- YOUR OBJECTIVE -
Among the entries that follow, find every line with the word "exactly" and copy it.
'''
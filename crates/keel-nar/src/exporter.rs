//! Serialization of a store object's file tree into a NAR stream.

use std::io::Read;
use std::path::Path;

use bytes::{BufMut, Bytes, BytesMut};
use keel_store::{name_to_path, EntryKind, ObjectReader, StoreProvider};
use keel_types::StorePath;

use crate::error::{NarError, NarResult};
use crate::format::{self, padding_len};
use crate::sink::{StreamSink, StreamStatus};

/// Default size of chunks handed to the sink.
pub const DEFAULT_CHUNK_SIZE: usize = 64 * 1024;

/// Writes store objects as NAR streams.
///
/// Output is deterministic: directory entries are emitted in ascending byte
/// order of their names, and only the executable bit of a file's mode is
/// recorded. File contents are read in chunk-sized pieces.
#[derive(Clone, Debug)]
pub struct ArchiveExporter {
    chunk_size: usize,
}

impl ArchiveExporter {
    pub fn new() -> Self {
        Self {
            chunk_size: DEFAULT_CHUNK_SIZE,
        }
    }

    pub fn with_chunk_size(chunk_size: usize) -> Self {
        Self {
            chunk_size: chunk_size.max(1),
        }
    }

    pub fn chunk_size(&self) -> usize {
        self.chunk_size
    }

    /// Stream the archive of `path` into `sink`, returning its size.
    ///
    /// The sink is closed exactly once whatever happens: with
    /// [`StreamStatus::Complete`] on success, otherwise with
    /// [`StreamStatus::Truncated`] before the error is returned.
    pub fn export<S, K>(&self, store: &S, path: &StorePath, sink: &mut K) -> NarResult<u64>
    where
        S: StoreProvider + ?Sized,
        K: StreamSink + ?Sized,
    {
        tracing::debug!(path = %path, "starting export");
        let result = store
            .open_object(path)
            .map_err(NarError::from)
            .and_then(|tree| self.write_archive(tree.as_ref(), sink));
        let result = finish(sink, result);
        if let Ok(size) = result {
            tracing::debug!(path = %path, size, "export complete");
        }
        result
    }

    /// Stream the archive of an already opened tree. Same close guarantee as
    /// [`export`](Self::export).
    pub fn export_tree<K>(&self, tree: &dyn ObjectReader, sink: &mut K) -> NarResult<u64>
    where
        K: StreamSink + ?Sized,
    {
        let result = self.write_archive(tree, sink);
        finish(sink, result)
    }

    fn write_archive<K: StreamSink + ?Sized>(
        &self,
        tree: &dyn ObjectReader,
        sink: &mut K,
    ) -> NarResult<u64> {
        let mut encoder = Encoder {
            sink,
            buf: BytesMut::with_capacity(self.chunk_size),
            chunk_size: self.chunk_size,
            written: 0,
        };
        encoder.token(format::NAR_VERSION_MAGIC)?;
        encoder.node(tree, Path::new(""))?;
        encoder.flush()?;
        Ok(encoder.written)
    }
}

impl Default for ArchiveExporter {
    fn default() -> Self {
        Self::new()
    }
}

/// Serialize a whole tree into memory.
pub fn archive_to_vec(tree: &dyn ObjectReader) -> NarResult<Vec<u8>> {
    let mut sink = crate::sink::WriterSink::new(Vec::new());
    ArchiveExporter::new().export_tree(tree, &mut sink)?;
    Ok(sink.into_inner())
}

/// Deliver the termination signal for an export that produced `result`.
fn finish<K: StreamSink + ?Sized>(sink: &mut K, result: NarResult<u64>) -> NarResult<u64> {
    match result {
        Ok(size) => {
            sink.close(StreamStatus::Complete)?;
            Ok(size)
        }
        Err(err) => {
            if let Err(close_err) = sink.close(StreamStatus::Truncated(err.to_string())) {
                tracing::warn!(error = %close_err, "failed to close sink after export error");
            }
            Err(err)
        }
    }
}

/// Buffers tokens and hands full chunks to the sink.
struct Encoder<'s, K: ?Sized> {
    sink: &'s mut K,
    buf: BytesMut,
    chunk_size: usize,
    written: u64,
}

impl<K: StreamSink + ?Sized> Encoder<'_, K> {
    fn raw(&mut self, data: &[u8]) -> NarResult<()> {
        let mut data = data;
        while !data.is_empty() {
            let room = self.chunk_size - self.buf.len();
            let take = room.min(data.len());
            self.buf.put_slice(&data[..take]);
            data = &data[take..];
            if self.buf.len() == self.chunk_size {
                self.emit()?;
            }
        }
        Ok(())
    }

    fn emit(&mut self) -> NarResult<()> {
        let chunk: Bytes = self.buf.split().freeze();
        self.written += chunk.len() as u64;
        self.sink.write(chunk)?;
        Ok(())
    }

    fn flush(&mut self) -> NarResult<()> {
        if !self.buf.is_empty() {
            self.emit()?;
        }
        Ok(())
    }

    fn len_prefix(&mut self, len: u64) -> NarResult<()> {
        self.raw(&len.to_le_bytes())
    }

    fn pad(&mut self, len: u64) -> NarResult<()> {
        const ZEROS: [u8; 8] = [0; 8];
        self.raw(&ZEROS[..padding_len(len)])
    }

    fn token(&mut self, data: &[u8]) -> NarResult<()> {
        self.len_prefix(data.len() as u64)?;
        self.raw(data)?;
        self.pad(data.len() as u64)
    }

    fn node(&mut self, tree: &dyn ObjectReader, rel: &Path) -> NarResult<()> {
        let kind = tree.entry(rel).map_err(|e| io_error(rel, e))?;
        self.token(format::OPEN)?;
        self.token(format::TYPE)?;
        match kind {
            EntryKind::Regular { executable, size } => {
                self.token(format::REGULAR)?;
                if executable {
                    self.token(format::EXECUTABLE)?;
                    self.token(b"")?;
                }
                self.token(format::CONTENTS)?;
                self.contents(tree, rel, size)?;
            }
            EntryKind::Symlink { target } => {
                self.token(format::SYMLINK)?;
                self.token(format::TARGET)?;
                self.token(&target)?;
            }
            EntryKind::Directory => {
                self.token(format::DIRECTORY)?;
                let mut names = tree.list(rel).map_err(|e| io_error(rel, e))?;
                names.sort_unstable();
                for name in &names {
                    format::validate_name(name)?;
                    self.token(format::ENTRY)?;
                    self.token(format::OPEN)?;
                    self.token(format::NAME)?;
                    self.token(name)?;
                    self.token(format::NODE)?;
                    let child = name_to_path(name).map_err(|e| io_error(rel, e))?;
                    self.node(tree, &rel.join(child))?;
                    self.token(format::CLOSE)?;
                }
            }
        }
        self.token(format::CLOSE)
    }

    /// Stream exactly `size` bytes of file contents plus padding.
    fn contents(&mut self, tree: &dyn ObjectReader, rel: &Path, size: u64) -> NarResult<()> {
        self.len_prefix(size)?;
        let mut reader = tree.open(rel).map_err(|e| io_error(rel, e))?;
        let scratch_len = usize::try_from(size).map_or(self.chunk_size, |s| s.clamp(1, self.chunk_size));
        let mut scratch = vec![0u8; scratch_len];
        let mut remaining = size;

        while remaining > 0 {
            let want = usize::try_from(remaining).map_or(scratch.len(), |r| r.min(scratch.len()));
            let n = reader
                .read(&mut scratch[..want])
                .map_err(|e| io_error(rel, e))?;
            if n == 0 {
                return Err(size_changed(rel, size, size - remaining));
            }
            self.raw(&scratch[..n])?;
            remaining -= n as u64;
        }

        let mut extra = [0u8; 1];
        if reader.read(&mut extra).map_err(|e| io_error(rel, e))? != 0 {
            return Err(size_changed(rel, size, size + 1));
        }

        self.pad(size)
    }
}

fn io_error(rel: &Path, source: std::io::Error) -> NarError {
    NarError::Io {
        path: rel.display().to_string(),
        source,
    }
}

fn size_changed(rel: &Path, expected: u64, actual: u64) -> NarError {
    NarError::SizeChanged {
        path: rel.display().to_string(),
        expected,
        actual,
    }
}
'''
- RESULT BELOW -
    /// The sink is closed exactly once whatever happens: with
    /// Stream exactly `size` bytes of file contents plus padding.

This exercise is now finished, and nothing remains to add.